Emily Heist Moss (@EmilyHeistMoss) is the type of young feminist who inspires readers to ask, “Stacy, how do you find these idiots?”

The short answer is that feminists are herd animals, who aggregate around certain online watering holes, so that wherever you find one zany Gender Studies type, there are sure to be many more. Thus while I was reading an article by Chelsea Bock, I noticed in the sidebar an article by Emily Heist Moss with this eye-grabbing headline:

To The Men Who Try To Have Condom-Free Sex

If crazy were silver, Emily Heist Moss would be the Comstock Lode, and the feminist blog Role/Reboot would be a Nevada mountain, but we’ll have to take these metaphors one at a time, beginning with Ms. Moss’s complaints about the hook-up lifestyle:

You know that thing when you’re about to have sex with someone and you’re feeling all warm and fuzzy and fun things are happening and you anticipate more fun things are coming and you’re in this groove and then, instead of the telltale ripping of a condom wrapper, or the brief pause when he sits back on his heels to assess and discuss the protection situation, he tries to slip it in like you won’t even notice?
And you, upon realizing what the moron down between your legs is doing — or rather, neglecting to do — you hear in your brain that screeeeeeeech like tires slamming to a halt because instead of warm and fuzzy you feel confused and indignant. You feel overlooked, irrelevant to this bodily conversation you were excited to get going just seconds before. You feel, suddenly, like just a hole, and not a person with opinions on the subject of contraception, with aspirations for a baby- and disease-free future, with a 50% stake in what’s about to go down.
Do you know that feeling?
If you have been so lucky as to avoid it, pat yourself on the back, cross your fingers, and continue whatever rain dance you’ve been performing that keeps condoms falling from the sky and conscientious partners in your bed. Because the rest of us? Man, we are sitting out here in the cold and it sucks. . . .
When I polled the Internet about their experiences, I got bombarded with stories of the bareback-pressurers, “Don’t you trust me, baby?” whisperers, and the worst offenders, slip-it-off-mid-coitus-no-condom-ninjas. The issue is so widespread that it seems obvious it’s not a question of a few bad apples, but rather a persistent misunderstanding of the rules of engagement. . . .

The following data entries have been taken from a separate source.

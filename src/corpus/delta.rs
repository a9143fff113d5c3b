//! Delta and change event types
//!
//! A `Delta` is an ordered list of add/update/remove operations that moves
//! the corpus from version v to v+1, all or nothing. Each operation that
//! actually changes the corpus produces exactly one `ChangeEvent`.

use serde::{Deserialize, Serialize};

use super::version::CorpusVersion;
use crate::scheme::{ContentHash, Scheme};

/// One corpus mutation.
#[derive(Debug, Clone, PartialEq, Serialize, Deserialize)]
#[serde(tag = "op", rename_all = "lowercase")]
pub enum DeltaOp {
    Add {
        scheme: Scheme,
    },
    Update {
        scheme: Scheme,
    },
    Remove {
        #[serde(rename = "schemeId")]
        scheme_id: String,
        /// Hash of the record being removed, when the producer knows it.
        #[serde(
            rename = "contentHash",
            default,
            skip_serializing_if = "Option::is_none"
        )]
        content_hash: Option<ContentHash>,
    },
}

impl DeltaOp {
    pub fn scheme_id(&self) -> &str {
        match self {
            DeltaOp::Add { scheme } | DeltaOp::Update { scheme } => scheme.id(),
            DeltaOp::Remove { scheme_id, .. } => scheme_id,
        }
    }

    /// The payload for add/update operations.
    pub fn scheme(&self) -> Option<&Scheme> {
        match self {
            DeltaOp::Add { scheme } | DeltaOp::Update { scheme } => Some(scheme),
            DeltaOp::Remove { .. } => None,
        }
    }
}

/// An ordered list of operations applied atomically.
#[derive(Debug, Clone, PartialEq, Default, Serialize, Deserialize)]
pub struct Delta {
    pub ops: Vec<DeltaOp>,
}

impl Delta {
    pub fn new() -> Self {
        Self::default()
    }

    pub fn add(mut self, scheme: Scheme) -> Self {
        self.ops.push(DeltaOp::Add { scheme });
        self
    }

    pub fn update(mut self, scheme: Scheme) -> Self {
        self.ops.push(DeltaOp::Update { scheme });
        self
    }

    pub fn remove(mut self, scheme_id: impl Into<String>) -> Self {
        self.ops.push(DeltaOp::Remove {
            scheme_id: scheme_id.into(),
            content_hash: None,
        });
        self
    }

    pub fn len(&self) -> usize {
        self.ops.len()
    }

    pub fn is_empty(&self) -> bool {
        self.ops.is_empty()
    }
}

/// What happened to a scheme.
#[derive(Debug, Clone, Copy, PartialEq, Eq, Hash, Serialize, Deserialize)]
#[serde(rename_all = "lowercase")]
pub enum ChangeKind {
    Added,
    Updated,
    Removed,
}

/// Emitted once per effective delta operation, in version order.
///
/// The corpus never retries delivery; consumers own durability.
#[derive(Debug, Clone, PartialEq, Serialize, Deserialize)]
#[serde(rename_all = "camelCase")]
pub struct ChangeEvent {
    pub scheme_id: String,
    pub kind: ChangeKind,
    /// Category of the scheme (the previous category for removals).
    pub category: String,
    #[serde(default, skip_serializing_if = "Option::is_none")]
    pub previous_hash: Option<ContentHash>,
    #[serde(default, skip_serializing_if = "Option::is_none")]
    pub new_hash: Option<ContentHash>,
    pub version: CorpusVersion,
}

/// Outcome of a successful `apply_delta`.
#[derive(Debug, Clone, PartialEq)]
pub struct AppliedDelta {
    /// Version after the apply. Equal to the prior version when nothing changed.
    pub version: CorpusVersion,
    pub events: Vec<ChangeEvent>,
}

impl AppliedDelta {
    /// True when the delta changed nothing (already applied).
    pub fn is_noop(&self) -> bool {
        self.events.is_empty()
    }
}
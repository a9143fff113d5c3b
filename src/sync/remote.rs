//! Remote scheme authority seam
//!
//! Transport is the implementor's concern. The engine only needs a manifest
//! of (id, hash) pairs and full records on demand.

use std::collections::BTreeSet;

use async_trait::async_trait;
use serde::{Deserialize, Serialize};

use super::errors::RemoteError;
use crate::corpus::CorpusVersion;
use crate::scheme::{ContentHash, Scheme};

#[derive(Debug, Clone, PartialEq, Eq, Serialize, Deserialize)]
#[serde(rename_all = "camelCase")]
pub struct ManifestEntry {
    pub scheme_id: String,
    pub content_hash: ContentHash,
}

/// Complete listing of the authority's records.
#[derive(Debug, Clone, PartialEq, Eq, Default, Serialize, Deserialize)]
#[serde(rename_all = "camelCase")]
pub struct Manifest {
    /// The authority's own revision marker, informational only.
    #[serde(default)]
    pub remote_version: u64,
    pub entries: Vec<ManifestEntry>,
}

impl Manifest {
    pub fn new(entries: Vec<ManifestEntry>) -> Self {
        Self {
            remote_version: 0,
            entries,
        }
    }

    /// Builds a manifest listing `schemes` with their current hashes.
    pub fn describing<'a, I>(schemes: I) -> Self
    where
        I: IntoIterator<Item = &'a Scheme>,
    {
        Self::new(
            schemes
                .into_iter()
                .map(|s| ManifestEntry {
                    scheme_id: s.id().to_string(),
                    content_hash: s.content_hash(),
                })
                .collect(),
        )
    }

    /// First id listed more than once, if any.
    pub fn duplicate_id(&self) -> Option<&str> {
        let mut seen = BTreeSet::new();
        self.entries
            .iter()
            .map(|e| e.scheme_id.as_str())
            .find(|id| !seen.insert(*id))
    }
}

/// The authoritative source of scheme records.
#[async_trait]
pub trait RemoteAuthority: Send + Sync {
    /// Lists every record. `since` is the caller's corpus version, a hint
    /// the authority may use; the listing must still be complete.
    async fn fetch_manifest(&self, since: CorpusVersion) -> Result<Manifest, RemoteError>;

    async fn fetch_record(&self, scheme_id: &str) -> Result<Scheme, RemoteError>;
}
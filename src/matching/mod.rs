//! Eligibility matching
//!
//! - `MatchingEngine` - ranked eligible schemes for one profile
//! - `explain_eligibility` - criterion-by-criterion account of one scheme
//! - `ScoringWeights` - named, configurable relevance weights
//! - `MatchCache` - results keyed by profile hash and corpus version

mod cache;
mod engine;
mod explain;
mod ranking;
mod result;
mod scoring;

pub use cache::{CacheStats, MatchCache};
pub use engine::{EvaluationContext, MatchingEngine};
pub use explain::{
    applicability_issues, assess_criteria, explain_eligibility, CriterionOutcome,
    EligibilityExplanation,
};
pub use ranking::{compare_matches, rank};
pub use result::{Evaluation, MalformedRecordWarning, SchemeMatch};
pub use scoring::{ScoreInputs, ScoringWeights};
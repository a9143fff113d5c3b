//! Profile domain types
//!
//! - `Profile` - immutable attribute snapshot of one individual
//! - `Attribute` / `AttributeValue` - the addressable attribute vocabulary
//! - `ProfileHash` - cache key over attributes (user id excluded)

mod attribute;
mod types;

pub use attribute::{format_number, Attribute, AttributeKind, AttributeValue};
pub use types::{Gender, Profile, ProfileHash};
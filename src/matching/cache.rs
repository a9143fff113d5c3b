//! Match result cache
//!
//! - Keyed by (profile hash, corpus version, evaluation date, category)
//! - Entries are immutable once inserted
//! - Observing a newer corpus version discards every older entry
//! - Bounded; the oldest insertion is evicted first

use std::collections::{HashMap, VecDeque};
use std::sync::{Arc, Mutex, PoisonError};

use chrono::NaiveDate;

use super::engine::{EvaluationContext, MatchingEngine};
use super::result::Evaluation;
use crate::corpus::{CorpusSnapshot, CorpusVersion};
use crate::profile::{Profile, ProfileHash};

#[derive(Debug, Clone, PartialEq, Eq, Hash)]
struct CacheKey {
    profile: ProfileHash,
    version: CorpusVersion,
    as_of: NaiveDate,
    category: Option<String>,
}

/// Passive counters.
#[derive(Debug, Default, Clone, Copy, PartialEq, Eq)]
pub struct CacheStats {
    pub hits: u64,
    pub misses: u64,
    pub evictions: u64,
}

#[derive(Debug, Default)]
struct CacheState {
    latest: CorpusVersion,
    entries: HashMap<CacheKey, Arc<Evaluation>>,
    order: VecDeque<CacheKey>,
    stats: CacheStats,
}

#[derive(Debug)]
pub struct MatchCache {
    capacity: usize,
    state: Mutex<CacheState>,
}

impl MatchCache {
    pub fn new(capacity: usize) -> Self {
        Self {
            capacity,
            state: Mutex::new(CacheState::default()),
        }
    }

    /// Returns the cached evaluation or computes and stores it.
    pub fn get_or_evaluate(
        &self,
        engine: &MatchingEngine,
        profile: &Profile,
        snapshot: &CorpusSnapshot,
        ctx: &EvaluationContext,
    ) -> Arc<Evaluation> {
        let key = CacheKey {
            profile: profile.profile_hash(),
            version: snapshot.version(),
            as_of: ctx.as_of,
            category: ctx.category.clone(),
        };

        {
            let mut state = self.lock();
            if let Some(hit) = state.entries.get(&key).cloned() {
                state.stats.hits += 1;
                return hit;
            }
            state.stats.misses += 1;
        }

        // Evaluated outside the lock; a concurrent miss computes the same value.
        let evaluation = Arc::new(engine.evaluate_with(profile, snapshot, ctx));
        self.insert(key, Arc::clone(&evaluation));
        evaluation
    }

    fn insert(&self, key: CacheKey, evaluation: Arc<Evaluation>) {
        if self.capacity == 0 {
            return;
        }
        let mut state = self.lock();
        if key.version < state.latest {
            return;
        }
        if key.version > state.latest {
            let dropped = state.entries.len() as u64;
            state.entries.clear();
            state.order.clear();
            state.stats.evictions += dropped;
            state.latest = key.version;
        }
        if state.entries.contains_key(&key) {
            return;
        }
        while state.entries.len() >= self.capacity {
            let Some(oldest) = state.order.pop_front() else {
                break;
            };
            state.entries.remove(&oldest);
            state.stats.evictions += 1;
        }
        state.order.push_back(key.clone());
        state.entries.insert(key, evaluation);
    }

    pub fn len(&self) -> usize {
        self.lock().entries.len()
    }

    pub fn is_empty(&self) -> bool {
        self.len() == 0
    }

    pub fn stats(&self) -> CacheStats {
        self.lock().stats
    }

    pub fn clear(&self) {
        let mut state = self.lock();
        state.entries.clear();
        state.order.clear();
    }

    fn lock(&self) -> std::sync::MutexGuard<'_, CacheState> {
        self.state.lock().unwrap_or_else(PoisonError::into_inner)
    }
}
//! Sync Engine Reconciliation Tests
//!
//! - Only records whose manifest hash differs from the local hash are fetched
//! - A payload that fails its hash check is never applied
//! - Exhausted retries leave the corpus serving its last good snapshot,
//!   flagged stale
//! - A cancelled cycle resumes without refetching verified records

use std::collections::{BTreeMap, BTreeSet};
use std::path::PathBuf;
use std::sync::atomic::{AtomicUsize, Ordering};
use std::sync::{Arc, Mutex};

use async_trait::async_trait;
use tempfile::TempDir;
use yojana::corpus::{ChangeKind, CorpusVersion, Delta, SchemeCorpus};
use yojana::scheme::{Scheme, SchemeContent, SchemeLevel};
use yojana::sync::{
    CancelSignal, CheckpointFile, Manifest, RemoteAuthority, RemoteError, RetryPolicy,
    SyncEngine, SyncOutcome,
};

// =============================================================================
// Test Utilities
// =============================================================================

fn scheme(id: &str) -> Scheme {
    Scheme::new(id, SchemeContent::new("education", SchemeLevel::Central))
}

fn revised(id: &str) -> Scheme {
    Scheme::new(
        id,
        SchemeContent::new("education", SchemeLevel::Central).with_benefits("revised"),
    )
}

fn ids(count: usize) -> Vec<String> {
    (0..count).map(|i| format!("S{:04}", i)).collect()
}

fn fast_policy() -> RetryPolicy {
    RetryPolicy {
        max_attempts: 3,
        initial_backoff_ms: 1,
        max_backoff_ms: 4,
        multiplier: 2.0,
        fetch_timeout_ms: 200,
    }
}

fn corpus_with(schemes: Vec<Scheme>) -> Arc<SchemeCorpus> {
    let corpus = SchemeCorpus::in_memory(16);
    let delta = schemes.into_iter().fold(Delta::new(), Delta::add);
    corpus.apply_delta(&delta).expect("seed corpus");
    Arc::new(corpus)
}
//! Content hashing for scheme records
//!
//! The content hash is a SHA-256 digest over the canonical JSON encoding of
//! a scheme's mutable content. It is recomputed on every write and compared
//! against manifest hashes during sync, and against stored hashes on load.
//!
//! Canonical means: struct fields in declaration order, maps and sets in
//! sorted order. The same content always produces the same digest.

use std::fmt;

use serde::{Deserialize, Deserializer, Serialize, Serializer};
use sha2::{Digest, Sha256};

use super::types::SchemeContent;

/// SHA-256 digest over a scheme's mutable content.
#[derive(Clone, Copy, PartialEq, Eq, Hash, PartialOrd, Ord)]
pub struct ContentHash([u8; 32]);

impl ContentHash {
    /// Computes the digest of the given content.
    pub fn of(content: &SchemeContent) -> Self {
        Self::of_bytes(&canonical_bytes(content))
    }

    /// Computes the digest of raw bytes.
    pub fn of_bytes(bytes: &[u8]) -> Self {
        let mut hasher = Sha256::new();
        hasher.update(bytes);
        Self(hasher.finalize().into())
    }

    pub fn from_bytes(bytes: [u8; 32]) -> Self {
        Self(bytes)
    }

    pub fn as_bytes(&self) -> &[u8; 32] {
        &self.0
    }

    pub fn to_hex(&self) -> String {
        hex::encode(self.0)
    }

    /// Parses a 64-character lowercase or uppercase hex string.
    pub fn from_hex(s: &str) -> Option<Self> {
        let mut bytes = [0u8; 32];
        hex::decode_to_slice(s, &mut bytes).ok()?;
        Some(Self(bytes))
    }
}

fn canonical_bytes(content: &SchemeContent) -> Vec<u8> {
    // Plain data with string-keyed maps; encoding cannot fail.
    serde_json::to_vec(content).unwrap_or_default()
}

impl fmt::Display for ContentHash {
    fn fmt(&self, f: &mut fmt::Formatter<'_>) -> fmt::Result {
        f.write_str(&self.to_hex())
    }
}

impl fmt::Debug for ContentHash {
    fn fmt(&self, f: &mut fmt::Formatter<'_>) -> fmt::Result {
        write!(f, "ContentHash({})", &self.to_hex()[..12])
    }
}

impl Serialize for ContentHash {
    fn serialize<S: Serializer>(&self, serializer: S) -> Result<S::Ok, S::Error> {
        serializer.serialize_str(&self.to_hex())
    }
}

impl<'de> Deserialize<'de> for ContentHash {
    fn deserialize<D: Deserializer<'de>>(deserializer: D) -> Result<Self, D::Error> {
        let s = String::deserialize(deserializer)?;
        ContentHash::from_hex(&s)
            .ok_or_else(|| serde::de::Error::custom(format!("invalid content hash '{}'", s)))
    }
}

#[cfg(test)]
mod tests {
    use super::*;

    #[test]
    fn test_hex_roundtrip() {
        let hash = ContentHash::of_bytes(b"scheme");
        let hex = hash.to_hex();
        assert_eq!(hex.len(), 64);
        assert_eq!(ContentHash::from_hex(&hex), Some(hash));
        assert_eq!(ContentHash::from_hex(&hex.to_uppercase()), Some(hash));
    }

    #[test]
    fn test_rejects_bad_hex() {
        assert_eq!(ContentHash::from_hex("abc"), None);
        assert_eq!(ContentHash::from_hex(&"zz".repeat(32)), None);
        assert_eq!(ContentHash::from_hex(&"ab".repeat(31)), None);
    }

    #[test]
    fn test_serde_as_string() {
        let hash = ContentHash::of_bytes(b"x");
        let json = serde_json::to_string(&hash).unwrap();
        assert_eq!(json, format!("\"{}\"", hash.to_hex()));
        let back: ContentHash = serde_json::from_str(&json).unwrap();
        assert_eq!(back, hash);
    }

    #[test]
    fn test_digest_is_deterministic() {
        assert_eq!(ContentHash::of_bytes(b"a"), ContentHash::of_bytes(b"a"));
        assert_ne!(ContentHash::of_bytes(b"a"), ContentHash::of_bytes(b"b"));
    }
}
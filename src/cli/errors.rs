//! CLI error types
//!
//! Every CLI error ends the process with a non-zero status after a JSON
//! error object is written to stdout.

use std::io;

use thiserror::Error;

use crate::corpus::CorpusError;

#[derive(Debug, Error)]
pub enum CliError {
    #[error("{0}")]
    Config(String),

    #[error("{0}")]
    Io(String),

    /// Unreadable or malformed `--delta` / `--profile` file.
    #[error("invalid input {path}: {reason}")]
    Input { path: String, reason: String },

    #[error("Data directory already initialized")]
    AlreadyInitialized,

    #[error("Data directory not initialized. Run 'yojana init' first.")]
    NotInitialized,

    #[error("scheme '{0}' not found")]
    SchemeNotFound(String),

    #[error(transparent)]
    Corpus(#[from] CorpusError),
}

impl CliError {
    pub fn input(path: &std::path::Path, reason: impl ToString) -> Self {
        Self::Input {
            path: path.display().to_string(),
            reason: reason.to_string(),
        }
    }

    /// Stable code written in the JSON error object.
    pub fn code(&self) -> &'static str {
        match self {
            Self::Config(_) => "YOJANA_CLI_CONFIG_ERROR",
            Self::Io(_) => "YOJANA_CLI_IO_ERROR",
            Self::Input { .. } => "YOJANA_CLI_INVALID_INPUT",
            Self::AlreadyInitialized => "YOJANA_CLI_ALREADY_INITIALIZED",
            Self::NotInitialized => "YOJANA_CLI_NOT_INITIALIZED",
            Self::SchemeNotFound(_) => "YOJANA_CLI_SCHEME_NOT_FOUND",
            Self::Corpus(e) => e.code().code(),
        }
    }
}

impl From<io::Error> for CliError {
    fn from(e: io::Error) -> Self {
        Self::Io(e.to_string())
    }
}

impl From<serde_json::Error> for CliError {
    fn from(e: serde_json::Error) -> Self {
        Self::Io(format!("JSON error: {}", e))
    }
}

pub type CliResult<T> = Result<T, CliError>;
//! Corpus persistence: framed change log plus versioned record table
//!
//! - Every applied delta is appended and fsynced before it is visible
//! - Frames carry CRC32 checksums; a bad checksum halts recovery
//! - A partial trailing frame is treated as never written
//! - The record table is rewritten atomically after each apply

mod checksum;
mod errors;
mod reader;
mod record;
mod store;
mod table;
mod writer;

pub use errors::{ChangeLogError, ChangeLogResult};
pub use reader::{ChangeLogReader, LogScan};
pub use record::ChangeLogRecord;
pub use store::{CorpusStore, RecoveredCorpus};
pub use table::{RecordTable, StoredRecord};
pub use writer::ChangeLogWriter;
//! Persisted Corpus Recovery Tests
//!
//! - Every acknowledged version survives reopen
//! - Log frames newer than the record table are replayed
//! - A torn trailing frame is discarded, a checksum failure is fatal
//! - A stored record whose hash no longer matches is quarantined

use std::fs::{self, OpenOptions};
use std::io::Write;
use std::path::{Path, PathBuf};

use chrono::NaiveDate;
use serde_json::Value;
use tempfile::TempDir;
use yojana::corpus::{CorpusErrorCode, CorpusVersion, Delta, SchemeCorpus};
use yojana::matching::{EvaluationContext, MatchingEngine};
use yojana::profile::Profile;
use yojana::scheme::{Scheme, SchemeContent, SchemeLevel};

// =============================================================================
// Test Utilities
// =============================================================================

fn scheme(id: &str) -> Scheme {
    Scheme::new(
        id,
        SchemeContent::new("health", SchemeLevel::Central).with_benefits("free checkup"),
    )
}

fn log_path(dir: &Path) -> PathBuf {
    dir.join("corpus").join("changes.log")
}

fn table_path(dir: &Path) -> PathBuf {
    dir.join("corpus").join("records.json")
}

fn open(dir: &Path) -> SchemeCorpus {
    SchemeCorpus::open(dir, 16).expect("open corpus")
}

// =============================================================================
// Durability
// =============================================================================

#[test]
fn test_fresh_directory_opens_empty() {
    let tmp = TempDir::new().expect("temp dir");
    let corpus = open(tmp.path());
    assert_eq!(corpus.version(), CorpusVersion::ZERO);
    assert!(corpus.current_snapshot().is_empty());
}

#[test]
fn test_applied_versions_survive_reopen() {
    let tmp = TempDir::new().expect("temp dir");
    {
        let corpus = open(tmp.path());
        corpus.apply_delta(&Delta::new().add(scheme("A")).add(scheme("B"))).expect("v1");
        corpus.apply_delta(&Delta::new().remove("A")).expect("v2");
        corpus.apply_delta(&Delta::new().add(scheme("C"))).expect("v3");
    }

    let reopened = open(tmp.path());
    let snapshot = reopened.current_snapshot();
    assert_eq!(snapshot.version(), CorpusVersion::new(3));
    assert_eq!(snapshot.ids().collect::<Vec<_>>(), vec!["B", "C"]);
    assert_eq!(snapshot.content_hash("B"), Some(scheme("B").content_hash()));

    // Versions keep counting from where they left off.
    let applied = reopened.apply_delta(&Delta::new().add(scheme("D"))).expect("v4");
    assert_eq!(applied.version, CorpusVersion::new(4));
}

#[test]
fn test_log_replayed_over_stale_table() {
    let tmp = TempDir::new().expect("temp dir");
    let saved_table = tmp.path().join("records-v1.json");
    {
        let corpus = open(tmp.path());
        corpus.apply_delta(&Delta::new().add(scheme("A"))).expect("v1");
        fs::copy(table_path(tmp.path()), &saved_table).expect("save v1 table");
        corpus.apply_delta(&Delta::new().add(scheme("B"))).expect("v2");
        corpus.apply_delta(&Delta::new().remove("A")).expect("v3");
    }
    // Simulate a crash between the log append and the table rewrite.
    fs::copy(&saved_table, table_path(tmp.path())).expect("restore v1 table");

    let reopened = open(tmp.path());
    let snapshot = reopened.current_snapshot();
    assert_eq!(snapshot.version(), CorpusVersion::new(3));
    assert_eq!(snapshot.ids().collect::<Vec<_>>(), vec!["B"]);

    let table: Value =
        serde_json::from_slice(&fs::read(table_path(tmp.path())).expect("read table"))
            .expect("table json");
    assert_eq!(table["version"], 3);
}

// =============================================================================
// Log damage
// =============================================================================

#[test]
fn test_torn_tail_is_discarded() {
    let tmp = TempDir::new().expect("temp dir");
    {
        let corpus = open(tmp.path());
        corpus.apply_delta(&Delta::new().add(scheme("A"))).expect("v1");
    }
    {
        // A frame header promising 200 bytes, cut off after three.
        let mut log = OpenOptions::new()
            .append(true)
            .open(log_path(tmp.path()))
            .expect("open log");
        log.write_all(&[200, 0, 0, 0, 1, 2, 3]).expect("write partial frame");
    }

    let reopened = open(tmp.path());
    assert_eq!(reopened.version(), CorpusVersion::new(1));
    reopened.apply_delta(&Delta::new().add(scheme("B"))).expect("v2");
    drop(reopened);

    let again = open(tmp.path());
    assert_eq!(again.version(), CorpusVersion::new(2));
    assert_eq!(again.current_snapshot().len(), 2);
}

#[test]
fn test_checksum_failure_is_corruption() {
    let tmp = TempDir::new().expect("temp dir");
    {
        let corpus = open(tmp.path());
        corpus.apply_delta(&Delta::new().add(scheme("A"))).expect("v1");
        corpus.apply_delta(&Delta::new().add(scheme("B"))).expect("v2");
    }
    let path = log_path(tmp.path());
    let mut bytes = fs::read(&path).expect("read log");
    // Inside the first frame's payload.
    bytes[20] ^= 0x01;
    fs::write(&path, bytes).expect("write log");

    let err = match SchemeCorpus::open(tmp.path(), 16) {
        Ok(_) => panic!("corrupted log must not open"),
        Err(e) => e,
    };
    assert_eq!(err.code(), CorpusErrorCode::LogCorruption);
    assert_eq!(err.code().code(), "CORPUS_LOG_CORRUPTION");
}

#[test]
fn test_damaged_length_before_acknowledged_frames_is_corruption() {
    let tmp = TempDir::new().expect("temp dir");
    {
        let corpus = open(tmp.path());
        corpus.apply_delta(&Delta::new().add(scheme("A"))).expect("v1");
        corpus.apply_delta(&Delta::new().add(scheme("B"))).expect("v2");
        corpus.apply_delta(&Delta::new().add(scheme("C"))).expect("v3");
    }
    fs::remove_file(table_path(tmp.path())).expect("remove table");

    let path = log_path(tmp.path());
    let mut bytes = fs::read(&path).expect("read log");
    let first_len = u32::from_le_bytes([bytes[0], bytes[1], bytes[2], bytes[3]]) as usize;
    let second = 4 + first_len + 4;
    bytes[second..second + 4].copy_from_slice(&0x00FF_FFFFu32.to_le_bytes());
    fs::write(&path, &bytes).expect("write log");
    let len_before = bytes.len() as u64;

    let err = match SchemeCorpus::open(tmp.path(), 16) {
        Ok(corpus) => panic!("opened at {:?} with acknowledged versions lost", corpus.version()),
        Err(e) => e,
    };
    assert_eq!(err.code(), CorpusErrorCode::LogCorruption);
    // Nothing was truncated away.
    assert_eq!(fs::metadata(&path).expect("log metadata").len(), len_before);
}

// =============================================================================
// Quarantine
// =============================================================================

#[test]
fn test_tampered_stored_record_is_quarantined() {
    let tmp = TempDir::new().expect("temp dir");
    {
        let corpus = open(tmp.path());
        corpus
            .apply_delta(&Delta::new().add(scheme("GOOD")).add(scheme("EDITED")))
            .expect("v1");
    }

    // Edit the record without updating its stored hash.
    let path = table_path(tmp.path());
    let mut table: Value =
        serde_json::from_slice(&fs::read(&path).expect("read table")).expect("table json");
    table["records"]["EDITED"]["scheme"]["benefits"] = Value::from("edited by hand");
    fs::write(&path, serde_json::to_vec(&table).expect("encode")).expect("write table");

    let reopened = open(tmp.path());
    let snapshot = reopened.current_snapshot();
    assert!(snapshot.quarantine_reason("EDITED").is_some());
    assert!(snapshot.quarantine_reason("GOOD").is_none());
    assert_eq!(reopened.status().quarantined_count, 1);

    let eval = MatchingEngine::default().evaluate_with(
        &Profile::new("u1", 40, "Odisha"),
        &snapshot,
        &EvaluationContext::on(NaiveDate::from_ymd_opt(2025, 1, 1).expect("date")),
    );
    assert_eq!(eval.scheme_ids(), vec!["GOOD"]);
    assert_eq!(eval.skipped.len(), 1);
    assert_eq!(eval.skipped[0].scheme_id, "EDITED");
}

You can read the whole thing. I’ve quoted Ms. Moss at such length to avoid any accusation that she is being quoted out of context. This is how it is with feminists: If you try to briefly summarize their bizarre beliefs, you will be accused of distorting their meaning; on the other hand, if you quote them at length — unfair! You’re infringing their copyright on lunatic gibberish. But I digress . . .

What Ms. Moss seems to be saying is that when she picks up a random stranger for an exercise in meaningless hedonism, she is shocked — shocked, I tell you! — that these semi-anonymous creeps do not always heed her “rules of engagement.” But what do “rules” mean between two amoral fornicators? On what authority does Ms. Moss, an avowed atheist, base the rules for her loveless couplings?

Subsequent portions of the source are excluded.